---- Task material
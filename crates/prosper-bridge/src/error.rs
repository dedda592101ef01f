//! Error types for the automation bridge.
//!
//! Uses `thiserror` for typed errors that surface through the bridge:
//! host-reported failures, lost sessions, waits that exceed their cap, and
//! malformed variable lists or model files.

use std::path::PathBuf;
use std::time::Duration;

use prosper_types::{AppName, TypeError};

/// Errors that can occur while talking to the host application.
#[derive(Debug, thiserror::Error)]
pub enum BridgeError {
    /// The host reported an error for a value read or write.
    #[error("{app} error {code} on {target}: {message}")]
    Host {
        /// Application that reported the error.
        app: AppName,
        /// Host error code (always positive).
        code: i32,
        /// The variable that was addressed.
        target: String,
        /// Host-supplied error description.
        message: String,
    },

    /// The host rejected a command.
    #[error("command {command:?} failed with code {code}: {message}")]
    Command {
        /// The command text.
        command: String,
        /// Host error code.
        code: i32,
        /// Host-supplied error description.
        message: String,
    },

    /// Could not establish a connection to the host.
    #[error("cannot connect to automation server: {0}")]
    Connect(String),

    /// The session was used after it was closed.
    #[error("automation session is closed")]
    Closed,

    /// Shared host state was poisoned by a panicking thread.
    #[error("automation host state is poisoned")]
    Poisoned,

    /// The host stayed busy past the configured wait cap.
    #[error("{app} still busy after {waited:?}")]
    Timeout {
        /// Application that was polled.
        app: AppName,
        /// Time spent waiting.
        waited: Duration,
    },

    /// A line of a variable list is not a valid identifier.
    #[error("variable list line {line}: {source}")]
    VariableList {
        /// 1-based line number.
        line: usize,
        /// The validation error.
        source: TypeError,
    },

    /// A simulated model file could not be parsed.
    #[error("model file {} line {line}: {reason}", path.display())]
    ModelFile {
        /// The model file path.
        path: PathBuf,
        /// 1-based line number.
        line: usize,
        /// What is wrong with the line.
        reason: String,
    },

    /// A value or command failed boundary validation.
    #[error(transparent)]
    Type(#[from] TypeError),

    /// Reading a variable list or model file failed.
    #[error("I/O error: {0}")]
    Io(#[from] std::io::Error),
}

#[cfg(test)]
mod tests {
    use super::*;

    #[test]
    fn host_error_display() {
        let err = BridgeError::Host {
            app: AppName::Prosper,
            code: 3,
            target: "PROSPER.SIN.X".to_owned(),
            message: "no such variable".to_owned(),
        };
        let msg = err.to_string();
        assert!(msg.starts_with("PROSPER error 3"));
        assert!(msg.contains("PROSPER.SIN.X"));
    }

    #[test]
    fn variable_list_error_names_the_line() {
        let err = BridgeError::VariableList {
            line: 7,
            source: TypeError::MalformedVariable {
                input: "X".to_owned(),
                reason: "missing application prefix",
            },
        };
        assert!(err.to_string().contains("line 7"));
    }
}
--------
* _Task objective_: Given the records above, restate word for word only the lines starting at the one with "the host application." and ending at the one with "The command text.".

* _Result below_:
/// Errors that can occur while talking to the host application.
#[derive(Debug, thiserror::Error)]
pub enum BridgeError {
    /// The host reported an error for a value read or write.
    #[error("{app} error {code} on {target}: {message}")]
    Host {
        /// Application that reported the error.
        app: AppName,
        /// Host error code (always positive).
        code: i32,
        /// The variable that was addressed.
        target: String,
        /// Host-supplied error description.
        message: String,
    },

    /// The host rejected a command.
    #[error("command {command:?} failed with code {code}: {message}")]
    Command {
        /// The command text.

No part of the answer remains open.